* [Work request]
Word for word, transcribe the data below from the line with "pub struct Scaled<T>" to the line with "impl fmt::Display for Scaled<$ty>", keeping both of those lines.

* [Raw data]

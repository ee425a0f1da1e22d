//! Scaled integers: a magnitude and a decimal scale.

use super::opaque::OpaqueInt128;
use crate::protocol::codec::number::format_scaled;
use std::fmt;

/// `value * 10^scale`.
///
/// Equality compares magnitude and scale; `1.0` at scale -1 and `1.00` at
/// scale -2 are different values here.
#[derive(Debug, Clone, Copy, PartialEq, Eq, Hash, Default)]
pub struct Scaled<T> {
    pub value: T,
    pub scale: i32,
}

impl<T> Scaled<T> {
    pub fn new(value: T, scale: i32) -> Self {
        Self { value, scale }
    }
}

pub type ScaledInt16 = Scaled<i16>;
pub type ScaledInt32 = Scaled<i32>;
pub type ScaledInt64 = Scaled<i64>;
pub type ScaledInt128 = Scaled<i128>;
/// Raw 128-bit integer bytes with the column's scale.
pub type ScaledOpaqueInt128 = Scaled<OpaqueInt128>;

macro_rules! display_scaled {
    ($($ty:ty),*) => {
        $(
            impl fmt::Display for Scaled<$ty> {
                fn fmt(&self, f: &mut fmt::Formatter<'_>) -> fmt::Result {
                    f.write_str(&format_scaled(self.value as i128, self.scale))
                }
            }
        )*
    };
}

display_scaled!(i16, i32, i64, i128);

#[cfg(test)]
mod tests {
    use super::*;

    #[test]
    fn test_display() {
        assert_eq!(ScaledInt64::new(12345, -2).to_string(), "123.45");
        assert_eq!(ScaledInt16::new(-7, 0).to_string(), "-7");
    }

    #[test]
    fn test_scale_is_part_of_equality() {
        assert_ne!(ScaledInt32::new(10, -1), ScaledInt32::new(100, -2));
    }
}
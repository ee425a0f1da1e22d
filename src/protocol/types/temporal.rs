//! Zoned time values.
//!
//! Plain DATE, TIME and TIMESTAMP map to `chrono::NaiveDate`, `NaiveTime`
//! and `NaiveDateTime`. The zoned variants keep the UTC instant and the zone
//! name exactly as supplied, so a value read back carries the same zone.

use chrono::{NaiveDateTime, NaiveTime};

/// TIME WITH TIME ZONE.
#[derive(Debug, Clone, PartialEq, Eq, Hash)]
pub struct TimeTz {
    pub utc_time: NaiveTime,
    pub zone: String,
}

/// TIMESTAMP WITH TIME ZONE.
#[derive(Debug, Clone, PartialEq, Eq, Hash)]
pub struct TimestampTz {
    pub utc_timestamp: NaiveDateTime,
    pub zone: String,
}

impl TimeTz {
    pub fn new(utc_time: NaiveTime, zone: impl Into<String>) -> Self {
        Self {
            utc_time,
            zone: zone.into(),
        }
    }
}

impl TimestampTz {
    pub fn new(utc_timestamp: NaiveDateTime, zone: impl Into<String>) -> Self {
        Self {
            utc_timestamp,
            zone: zone.into(),
        }
    }
}
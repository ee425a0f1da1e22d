//! Descriptor and Descriptors types for message fields.
//!
//! A descriptor is built once per parameter or column when a statement is
//! prepared, from the metadata the engine reports, and never changes
//! afterwards.

use super::sql_type::{AdjustedType, SqlType};

/// One input parameter or output column.
#[derive(Debug, Clone, PartialEq)]
pub struct Descriptor {
    /// Wire type as the engine reported it at prepare time.
    pub original_type: SqlType,
    /// Type accessors dispatch on.
    pub adjusted_type: AdjustedType,
    /// Decimal scale (0 for unscaled types).
    pub scale: i32,
    /// Declared byte length of the value payload.
    pub length: u32,
    /// Byte offset of the value in the message.
    pub offset: u32,
    /// Byte offset of the 2-byte null indicator.
    pub null_offset: u32,
    pub is_nullable: bool,
    pub field: String,
    pub alias: String,
    pub relation: String,
}

/// Descriptors of one message direction.
#[derive(Debug, Clone, Default, PartialEq)]
pub struct Descriptors {
    pub descriptors: Vec<Descriptor>,
}

impl Descriptors {
    /// Create new descriptors from a list.
    pub fn new(descriptors: Vec<Descriptor>) -> Self {
        Self { descriptors }
    }

    /// Get the number of fields.
    pub fn len(&self) -> usize {
        self.descriptors.len()
    }

    /// Check if there are no fields.
    pub fn is_empty(&self) -> bool {
        self.descriptors.is_empty()
    }

    /// Get descriptor by index.
    pub fn get(&self, index: usize) -> Option<&Descriptor> {
        self.descriptors.get(index)
    }

    pub fn iter(&self) -> std::slice::Iter<'_, Descriptor> {
        self.descriptors.iter()
    }

    /// Get field aliases.
    pub fn aliases(&self) -> Vec<&str> {
        self.descriptors.iter().map(|d| d.alias.as_str()).collect()
    }

    /// Find field index by alias (case-insensitive).
    pub fn find_by_alias(&self, alias: &str) -> Option<usize> {
        let alias_upper = alias.to_uppercase();
        self.descriptors
            .iter()
            .position(|d| d.alias.to_uppercase() == alias_upper)
    }
}

impl<'a> IntoIterator for &'a Descriptors {
    type Item = &'a Descriptor;
    type IntoIter = std::slice::Iter<'a, Descriptor>;

    fn into_iter(self) -> Self::IntoIter {
        self.descriptors.iter()
    }
}

#[cfg(test)]
mod tests {
    use super::*;

    fn descriptor(alias: &str, ty: SqlType) -> Descriptor {
        Descriptor {
            original_type: ty,
            adjusted_type: ty.adjusted(),
            scale: 0,
            length: ty.wire_size(0),
            offset: 0,
            null_offset: 0,
            is_nullable: true,
            field: alias.to_string(),
            alias: alias.to_string(),
            relation: String::new(),
        }
    }

    #[test]
    fn test_find_by_alias() {
        let descriptors = Descriptors::new(vec![
            descriptor("ID", SqlType::Long),
            descriptor("NAME", SqlType::Varying),
        ]);
        assert_eq!(descriptors.len(), 2);
        assert_eq!(descriptors.find_by_alias("name"), Some(1));
        assert_eq!(descriptors.find_by_alias("missing"), None);
        assert_eq!(descriptors.aliases(), vec!["ID", "NAME"]);
    }
}
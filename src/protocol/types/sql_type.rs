//! Wire types as reported by the engine, and the adjusted types used for dispatch.
//!
//! The wire type describes how a value sits in a message buffer. The adjusted
//! type collapses wire types that share one representation on this side of the
//! binding: fixed and variable length text both become `String`, and the
//! extended zoned time types become their plain zoned counterparts.

use crate::error::{Error, Result};
use crate::protocol::constants::*;
use std::fmt;

/// Engine wire type of a message field.
#[derive(Debug, Clone, Copy, PartialEq, Eq, Hash)]
pub enum SqlType {
    Text,
    Varying,
    Short,
    Long,
    Float,
    Double,
    Timestamp,
    Blob,
    Time,
    Date,
    Int64,
    TimestampTzEx,
    TimeTzEx,
    Int128,
    TimestampTz,
    TimeTz,
    Dec16,
    Dec34,
    Boolean,
    Null,
}

impl SqlType {
    /// Create from a raw engine type code. The nullable bit is ignored.
    ///
    /// Returns `Err(Error::Unsupported)` for codes this binding cannot marshal
    /// (arrays, D_FLOAT, legacy quads).
    pub fn from_raw(code: u32) -> Result<Self> {
        match code & !1 {
            SQL_TEXT => Ok(SqlType::Text),
            SQL_VARYING => Ok(SqlType::Varying),
            SQL_SHORT => Ok(SqlType::Short),
            SQL_LONG => Ok(SqlType::Long),
            SQL_FLOAT => Ok(SqlType::Float),
            SQL_DOUBLE => Ok(SqlType::Double),
            SQL_TIMESTAMP => Ok(SqlType::Timestamp),
            SQL_BLOB => Ok(SqlType::Blob),
            SQL_TYPE_TIME => Ok(SqlType::Time),
            SQL_TYPE_DATE => Ok(SqlType::Date),
            SQL_INT64 => Ok(SqlType::Int64),
            SQL_TIMESTAMP_TZ_EX => Ok(SqlType::TimestampTzEx),
            SQL_TIME_TZ_EX => Ok(SqlType::TimeTzEx),
            SQL_INT128 => Ok(SqlType::Int128),
            SQL_TIMESTAMP_TZ => Ok(SqlType::TimestampTz),
            SQL_TIME_TZ => Ok(SqlType::TimeTz),
            SQL_DEC16 => Ok(SqlType::Dec16),
            SQL_DEC34 => Ok(SqlType::Dec34),
            SQL_BOOLEAN => Ok(SqlType::Boolean),
            SQL_NULL => Ok(SqlType::Null),
            other => Err(Error::Unsupported {
                message: format!("SQL type {}", other),
            }),
        }
    }

    /// Raw engine type code.
    pub fn code(&self) -> u32 {
        match self {
            SqlType::Text => SQL_TEXT,
            SqlType::Varying => SQL_VARYING,
            SqlType::Short => SQL_SHORT,
            SqlType::Long => SQL_LONG,
            SqlType::Float => SQL_FLOAT,
            SqlType::Double => SQL_DOUBLE,
            SqlType::Timestamp => SQL_TIMESTAMP,
            SqlType::Blob => SQL_BLOB,
            SqlType::Time => SQL_TYPE_TIME,
            SqlType::Date => SQL_TYPE_DATE,
            SqlType::Int64 => SQL_INT64,
            SqlType::TimestampTzEx => SQL_TIMESTAMP_TZ_EX,
            SqlType::TimeTzEx => SQL_TIME_TZ_EX,
            SqlType::Int128 => SQL_INT128,
            SqlType::TimestampTz => SQL_TIMESTAMP_TZ,
            SqlType::TimeTz => SQL_TIME_TZ,
            SqlType::Dec16 => SQL_DEC16,
            SqlType::Dec34 => SQL_DEC34,
            SqlType::Boolean => SQL_BOOLEAN,
            SqlType::Null => SQL_NULL,
        }
    }

    /// Bytes a value of this type occupies in a message, given the declared length.
    ///
    /// Only `Text` and `Varying` depend on `length`; `Varying` adds its
    /// 2-byte length prefix.
    pub fn wire_size(&self, length: u32) -> u32 {
        match self {
            SqlType::Text => length,
            SqlType::Varying => length + 2,
            SqlType::Boolean => 1,
            SqlType::Short => 2,
            SqlType::Long | SqlType::Float | SqlType::Time | SqlType::Date => 4,
            SqlType::Double | SqlType::Int64 | SqlType::Timestamp | SqlType::Blob => 8,
            SqlType::Dec16 | SqlType::TimeTz | SqlType::TimeTzEx => 8,
            SqlType::Dec34 | SqlType::Int128 => 16,
            SqlType::TimestampTz | SqlType::TimestampTzEx => 12,
            SqlType::Null => 0,
        }
    }

    /// Alignment the engine applies to a field of this type.
    pub fn alignment(&self) -> u32 {
        match self {
            SqlType::Text | SqlType::Boolean | SqlType::Null => 1,
            SqlType::Varying | SqlType::Short => 2,
            SqlType::Long
            | SqlType::Float
            | SqlType::Time
            | SqlType::Date
            | SqlType::Timestamp
            | SqlType::Blob
            | SqlType::TimeTz
            | SqlType::TimeTzEx
            | SqlType::TimestampTz
            | SqlType::TimestampTzEx => 4,
            SqlType::Double | SqlType::Int64 | SqlType::Dec16 | SqlType::Dec34 | SqlType::Int128 => 8,
        }
    }

    /// Adjusted type this wire type is handled as.
    pub fn adjusted(&self) -> AdjustedType {
        match self {
            SqlType::Text | SqlType::Varying => AdjustedType::String,
            SqlType::Short => AdjustedType::Int16,
            SqlType::Long => AdjustedType::Int32,
            SqlType::Int64 => AdjustedType::Int64,
            SqlType::Int128 => AdjustedType::Int128,
            SqlType::Float => AdjustedType::Float,
            SqlType::Double => AdjustedType::Double,
            SqlType::Dec16 => AdjustedType::DecFloat16,
            SqlType::Dec34 => AdjustedType::DecFloat34,
            SqlType::Date => AdjustedType::Date,
            SqlType::Time => AdjustedType::Time,
            SqlType::Timestamp => AdjustedType::Timestamp,
            SqlType::TimeTz | SqlType::TimeTzEx => AdjustedType::TimeTz,
            SqlType::TimestampTz | SqlType::TimestampTzEx => AdjustedType::TimestampTz,
            SqlType::Blob => AdjustedType::Blob,
            SqlType::Boolean => AdjustedType::Boolean,
            SqlType::Null => AdjustedType::Null,
        }
    }

    /// Wire type the metadata builder must rewrite this field to, if any.
    pub fn normalized(&self) -> Option<SqlType> {
        match self {
            SqlType::Text => Some(SqlType::Varying),
            SqlType::TimeTzEx => Some(SqlType::TimeTz),
            SqlType::TimestampTzEx => Some(SqlType::TimestampTz),
            _ => None,
        }
    }
}

impl fmt::Display for SqlType {
    fn fmt(&self, f: &mut fmt::Formatter<'_>) -> fmt::Result {
        let name = match self {
            SqlType::Text => "TEXT",
            SqlType::Varying => "VARYING",
            SqlType::Short => "SHORT",
            SqlType::Long => "LONG",
            SqlType::Float => "FLOAT",
            SqlType::Double => "DOUBLE",
            SqlType::Timestamp => "TIMESTAMP",
            SqlType::Blob => "BLOB",
            SqlType::Time => "TIME",
            SqlType::Date => "DATE",
            SqlType::Int64 => "INT64",
            SqlType::TimestampTzEx => "TIMESTAMP_TZ_EX",
            SqlType::TimeTzEx => "TIME_TZ_EX",
            SqlType::Int128 => "INT128",
            SqlType::TimestampTz => "TIMESTAMP_TZ",
            SqlType::TimeTz => "TIME_TZ",
            SqlType::Dec16 => "DEC16",
            SqlType::Dec34 => "DEC34",
            SqlType::Boolean => "BOOLEAN",
            SqlType::Null => "NULL",
        };
        f.write_str(name)
    }
}

/// Normalized type used to dispatch typed accessors.
#[derive(Debug, Clone, Copy, PartialEq, Eq, Hash)]
pub enum AdjustedType {
    Boolean,
    Int16,
    Int32,
    Int64,
    Int128,
    Float,
    Double,
    DecFloat16,
    DecFloat34,
    Date,
    Time,
    Timestamp,
    TimeTz,
    TimestampTz,
    String,
    Blob,
    Null,
}

impl AdjustedType {
    /// Whether values of this type carry a decimal scale.
    pub fn is_scaled_integer(&self) -> bool {
        matches!(
            self,
            AdjustedType::Int16 | AdjustedType::Int32 | AdjustedType::Int64 | AdjustedType::Int128
        )
    }

    /// Whether this type holds an inexact (binary or decimal float) number.
    pub fn is_floating(&self) -> bool {
        matches!(
            self,
            AdjustedType::Float
                | AdjustedType::Double
                | AdjustedType::DecFloat16
                | AdjustedType::DecFloat34
        )
    }
}

impl fmt::Display for AdjustedType {
    fn fmt(&self, f: &mut fmt::Formatter<'_>) -> fmt::Result {
        let name = match self {
            AdjustedType::Boolean => "BOOLEAN",
            AdjustedType::Int16 => "INT16",
            AdjustedType::Int32 => "INT32",
            AdjustedType::Int64 => "INT64",
            AdjustedType::Int128 => "INT128",
            AdjustedType::Float => "FLOAT",
            AdjustedType::Double => "DOUBLE",
            AdjustedType::DecFloat16 => "DECFLOAT16",
            AdjustedType::DecFloat34 => "DECFLOAT34",
            AdjustedType::Date => "DATE",
            AdjustedType::Time => "TIME",
            AdjustedType::Timestamp => "TIMESTAMP",
            AdjustedType::TimeTz => "TIME_TZ",
            AdjustedType::TimestampTz => "TIMESTAMP_TZ",
            AdjustedType::String => "STRING",
            AdjustedType::Blob => "BLOB",
            AdjustedType::Null => "NULL",
        };
        f.write_str(name)
    }
}
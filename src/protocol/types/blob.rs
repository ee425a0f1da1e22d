//! Blob identifiers.

use std::fmt;

/// ISC_QUAD blob id as stored in a BLOB field.
///
/// Only the id is marshaled; blob contents are streamed by the engine.
#[derive(Debug, Clone, Copy, PartialEq, Eq, Hash, Default)]
pub struct BlobId {
    pub high: i32,
    pub low: u32,
}

impl BlobId {
    pub fn new(high: i32, low: u32) -> Self {
        Self { high, low }
    }

    pub fn is_empty(&self) -> bool {
        self.high == 0 && self.low == 0
    }

    pub fn to_bytes(&self) -> [u8; 8] {
        let mut bytes = [0u8; 8];
        bytes[..4].copy_from_slice(&self.high.to_ne_bytes());
        bytes[4..].copy_from_slice(&self.low.to_ne_bytes());
        bytes
    }

    pub fn from_bytes(bytes: [u8; 8]) -> Self {
        Self {
            high: i32::from_ne_bytes([bytes[0], bytes[1], bytes[2], bytes[3]]),
            low: u32::from_ne_bytes([bytes[4], bytes[5], bytes[6], bytes[7]]),
        }
    }
}

impl fmt::Display for BlobId {
    fn fmt(&self, f: &mut fmt::Formatter<'_>) -> fmt::Result {
        write!(f, "{:x}:{:x}", self.high, self.low)
    }
}
//! The closed set of values a message field can be bound to or read as.

use super::{
    BlobId, DecFloat16, DecFloat34, OpaqueDate, OpaqueDecFloat16, OpaqueDecFloat34, OpaqueInt128,
    OpaqueTime, OpaqueTimeTz, OpaqueTimestamp, OpaqueTimestampTz, ScaledInt128, ScaledInt16,
    ScaledInt32, ScaledInt64, ScaledOpaqueInt128, TimeTz, TimestampTz,
};
use chrono::{NaiveDate, NaiveDateTime, NaiveTime};
use std::fmt;

/// A single bound value.
#[derive(Debug, Clone, PartialEq)]
pub enum Value {
    /// SQL NULL.
    Null,
    Boolean(bool),
    Int16(i16),
    ScaledInt16(ScaledInt16),
    Int32(i32),
    ScaledInt32(ScaledInt32),
    Int64(i64),
    ScaledInt64(ScaledInt64),
    Int128(i128),
    ScaledInt128(ScaledInt128),
    OpaqueInt128(OpaqueInt128),
    ScaledOpaqueInt128(ScaledOpaqueInt128),
    Float(f32),
    Double(f64),
    DecFloat16(DecFloat16),
    OpaqueDecFloat16(OpaqueDecFloat16),
    DecFloat34(DecFloat34),
    OpaqueDecFloat34(OpaqueDecFloat34),
    Date(NaiveDate),
    OpaqueDate(OpaqueDate),
    Time(NaiveTime),
    OpaqueTime(OpaqueTime),
    Timestamp(NaiveDateTime),
    OpaqueTimestamp(OpaqueTimestamp),
    TimeTz(TimeTz),
    OpaqueTimeTz(OpaqueTimeTz),
    TimestampTz(TimestampTz),
    OpaqueTimestampTz(OpaqueTimestampTz),
    String(String),
    BlobId(BlobId),
}

/// Discriminant of [`Value`].
#[derive(Debug, Clone, Copy, PartialEq, Eq, Hash)]
pub enum ValueKind {
    Null,
    Boolean,
    Int16,
    ScaledInt16,
    Int32,
    ScaledInt32,
    Int64,
    ScaledInt64,
    Int128,
    ScaledInt128,
    OpaqueInt128,
    ScaledOpaqueInt128,
    Float,
    Double,
    DecFloat16,
    OpaqueDecFloat16,
    DecFloat34,
    OpaqueDecFloat34,
    Date,
    OpaqueDate,
    Time,
    OpaqueTime,
    Timestamp,
    OpaqueTimestamp,
    TimeTz,
    OpaqueTimeTz,
    TimestampTz,
    OpaqueTimestampTz,
    String,
    BlobId,
}

impl ValueKind {
    /// Engine-native kinds that only ever match their own wire type.
    pub fn is_opaque(&self) -> bool {
        matches!(
            self,
            ValueKind::OpaqueInt128
                | ValueKind::ScaledOpaqueInt128
                | ValueKind::OpaqueDecFloat16
                | ValueKind::OpaqueDecFloat34
                | ValueKind::OpaqueDate
                | ValueKind::OpaqueTime
                | ValueKind::OpaqueTimestamp
                | ValueKind::OpaqueTimeTz
                | ValueKind::OpaqueTimestampTz
        )
    }
}

impl fmt::Display for ValueKind {
    fn fmt(&self, f: &mut fmt::Formatter<'_>) -> fmt::Result {
        fmt::Debug::fmt(self, f)
    }
}

impl Value {
    /// Check if the value is NULL.
    pub fn is_null(&self) -> bool {
        matches!(self, Value::Null)
    }

    pub fn kind(&self) -> ValueKind {
        match self {
            Value::Null => ValueKind::Null,
            Value::Boolean(_) => ValueKind::Boolean,
            Value::Int16(_) => ValueKind::Int16,
            Value::ScaledInt16(_) => ValueKind::ScaledInt16,
            Value::Int32(_) => ValueKind::Int32,
            Value::ScaledInt32(_) => ValueKind::ScaledInt32,
            Value::Int64(_) => ValueKind::Int64,
            Value::ScaledInt64(_) => ValueKind::ScaledInt64,
            Value::Int128(_) => ValueKind::Int128,
            Value::ScaledInt128(_) => ValueKind::ScaledInt128,
            Value::OpaqueInt128(_) => ValueKind::OpaqueInt128,
            Value::ScaledOpaqueInt128(_) => ValueKind::ScaledOpaqueInt128,
            Value::Float(_) => ValueKind::Float,
            Value::Double(_) => ValueKind::Double,
            Value::DecFloat16(_) => ValueKind::DecFloat16,
            Value::OpaqueDecFloat16(_) => ValueKind::OpaqueDecFloat16,
            Value::DecFloat34(_) => ValueKind::DecFloat34,
            Value::OpaqueDecFloat34(_) => ValueKind::OpaqueDecFloat34,
            Value::Date(_) => ValueKind::Date,
            Value::OpaqueDate(_) => ValueKind::OpaqueDate,
            Value::Time(_) => ValueKind::Time,
            Value::OpaqueTime(_) => ValueKind::OpaqueTime,
            Value::Timestamp(_) => ValueKind::Timestamp,
            Value::OpaqueTimestamp(_) => ValueKind::OpaqueTimestamp,
            Value::TimeTz(_) => ValueKind::TimeTz,
            Value::OpaqueTimeTz(_) => ValueKind::OpaqueTimeTz,
            Value::TimestampTz(_) => ValueKind::TimestampTz,
            Value::OpaqueTimestampTz(_) => ValueKind::OpaqueTimestampTz,
            Value::String(_) => ValueKind::String,
            Value::BlobId(_) => ValueKind::BlobId,
        }
    }

    /// Try to get the value as a string reference.
    pub fn as_str(&self) -> Option<&str> {
        match self {
            Value::String(s) => Some(s),
            _ => None,
        }
    }

    /// Try to get the value as a boolean.
    pub fn as_bool(&self) -> Option<bool> {
        match self {
            Value::Boolean(b) => Some(*b),
            _ => None,
        }
    }

    /// Try to widen an unscaled integer value to i64.
    pub fn to_i64(&self) -> Option<i64> {
        match self {
            Value::Int16(v) => Some(*v as i64),
            Value::Int32(v) => Some(*v as i64),
            Value::Int64(v) => Some(*v),
            Value::Int128(v) => i64::try_from(*v).ok(),
            _ => None,
        }
    }

    /// Try to convert a binary float value to f64.
    pub fn to_f64(&self) -> Option<f64> {
        match self {
            Value::Float(v) => Some(*v as f64),
            Value::Double(v) => Some(*v),
            _ => None,
        }
    }
}

impl From<bool> for Value {
    fn from(v: bool) -> Self {
        Value::Boolean(v)
    }
}

impl From<i32> for Value {
    fn from(v: i32) -> Self {
        Value::Int32(v)
    }
}

impl From<i64> for Value {
    fn from(v: i64) -> Self {
        Value::Int64(v)
    }
}

impl From<f64> for Value {
    fn from(v: f64) -> Self {
        Value::Double(v)
    }
}

impl From<&str> for Value {
    fn from(v: &str) -> Self {
        Value::String(v.to_string())
    }
}

impl From<String> for Value {
    fn from(v: String) -> Self {
        Value::String(v)
    }
}

impl<T: Into<Value>> From<Option<T>> for Value {
    fn from(v: Option<T>) -> Self {
        v.map(Into::into).unwrap_or(Value::Null)
    }
}
//! Descriptor building from engine message metadata.

use super::buffer::MessageBuffer;
use super::types::{Descriptor, Descriptors, SqlType};
use crate::engine::MessageMetadata;
use crate::error::Result;
use std::sync::Arc;

/// One direction of a prepared statement: the metadata the engine will be
/// handed, the descriptors built from it and a message buffer sized for it.
#[derive(Debug)]
pub struct MessageLayout {
    pub metadata: Arc<dyn MessageMetadata>,
    pub descriptors: Descriptors,
    pub buffer: MessageBuffer,
}

/// Build the descriptors of one message.
///
/// Fixed-length text is rewritten to VARYING and the extended zoned types to
/// their plain forms. When any field is rewritten the builder re-lays out the
/// whole message and every offset is read again from the new metadata.
pub fn build_layout(metadata: Arc<dyn MessageMetadata>) -> Result<MessageLayout> {
    let count = metadata.count();
    let mut descriptors = Vec::with_capacity(count);
    let mut builder = None;

    for index in 0..count {
        let original_type = SqlType::from_raw(metadata.field_type(index)?)?;

        if let Some(rewritten) = original_type.normalized() {
            if builder.is_none() {
                builder = Some(metadata.builder()?);
            }
            if let Some(builder) = builder.as_mut() {
                builder.set_type(index, rewritten.code())?;
            }
        }

        descriptors.push(Descriptor {
            original_type,
            adjusted_type: original_type.adjusted(),
            scale: metadata.scale(index)?,
            length: metadata.length(index)?,
            offset: 0,
            null_offset: 0,
            is_nullable: metadata.is_nullable(index)?,
            field: metadata.field(index)?,
            alias: metadata.alias(index)?,
            relation: metadata.relation(index)?,
        });
    }

    let metadata = match builder {
        Some(mut builder) => builder.metadata()?,
        None => metadata,
    };

    for (index, descriptor) in descriptors.iter_mut().enumerate() {
        descriptor.offset = metadata.offset(index)?;
        descriptor.null_offset = metadata.null_offset(index)?;
    }

    let mut buffer = MessageBuffer::new(metadata.message_length()? as usize);
    for descriptor in &descriptors {
        buffer.set_null(descriptor.null_offset as usize, true)?;
    }

    Ok(MessageLayout {
        metadata,
        descriptors: Descriptors::new(descriptors),
        buffer,
    })
}

#[cfg(test)]
mod tests {
    use super::*;
    use crate::engine::memory::{FieldSpec, MemoryMetadata};
    use crate::protocol::types::AdjustedType;

    #[test]
    fn test_plain_layout_keeps_offsets() {
        let metadata = MemoryMetadata::new(vec![
            FieldSpec::new(SqlType::Short),
            FieldSpec::new(SqlType::Int64).with_scale(-2),
        ]);
        let layout = build_layout(Arc::new(metadata)).unwrap();
        let d = &layout.descriptors;
        assert_eq!(d.len(), 2);
        assert_eq!((d.descriptors[0].offset, d.descriptors[0].null_offset), (0, 2));
        assert_eq!((d.descriptors[1].offset, d.descriptors[1].null_offset), (8, 16));
        assert_eq!(d.descriptors[1].scale, -2);
        assert_eq!(layout.buffer.len(), 18);
    }

    #[test]
    fn test_text_is_rewritten_and_relaid_out() {
        let metadata = MemoryMetadata::new(vec![
            FieldSpec::new(SqlType::Text).with_length(3),
            FieldSpec::new(SqlType::Long),
        ]);
        let layout = build_layout(Arc::new(metadata)).unwrap();
        let first = &layout.descriptors.descriptors[0];
        assert_eq!(first.original_type, SqlType::Text);
        assert_eq!(first.adjusted_type, AdjustedType::String);
        assert_eq!(layout.metadata.field_type(0).unwrap(), SqlType::Varying.code());
        // VARYING(3): 2 + 3 bytes, null at 6, LONG aligned to 8.
        assert_eq!(first.null_offset, 6);
        assert_eq!(layout.descriptors.descriptors[1].offset, 8);
    }

    #[test]
    fn test_null_flags_start_null() {
        let metadata = MemoryMetadata::new(vec![
            FieldSpec::new(SqlType::Boolean),
            FieldSpec::new(SqlType::TimeTzEx),
        ]);
        let layout = build_layout(Arc::new(metadata)).unwrap();
        assert_eq!(layout.descriptors.descriptors[1].adjusted_type, AdjustedType::TimeTz);
        for d in &layout.descriptors {
            assert!(layout.buffer.is_null(d.null_offset as usize).unwrap());
        }
    }

    #[test]
    fn test_empty_message() {
        let layout = build_layout(Arc::new(MemoryMetadata::new(Vec::new()))).unwrap();
        assert!(layout.descriptors.is_empty());
        assert!(layout.buffer.is_empty());
    }
}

* [Answer below]
pub struct Scaled<T> {
    pub value: T,
    pub scale: i32,
}

impl<T> Scaled<T> {
    pub fn new(value: T, scale: i32) -> Self {
        Self { value, scale }
    }
}

pub type ScaledInt16 = Scaled<i16>;
pub type ScaledInt32 = Scaled<i32>;
pub type ScaledInt64 = Scaled<i64>;
pub type ScaledInt128 = Scaled<i128>;
/// Raw 128-bit integer bytes with the column's scale.
pub type ScaledOpaqueInt128 = Scaled<OpaqueInt128>;

macro_rules! display_scaled {
    ($($ty:ty),*) => {
        $(
            impl fmt::Display for Scaled<$ty> {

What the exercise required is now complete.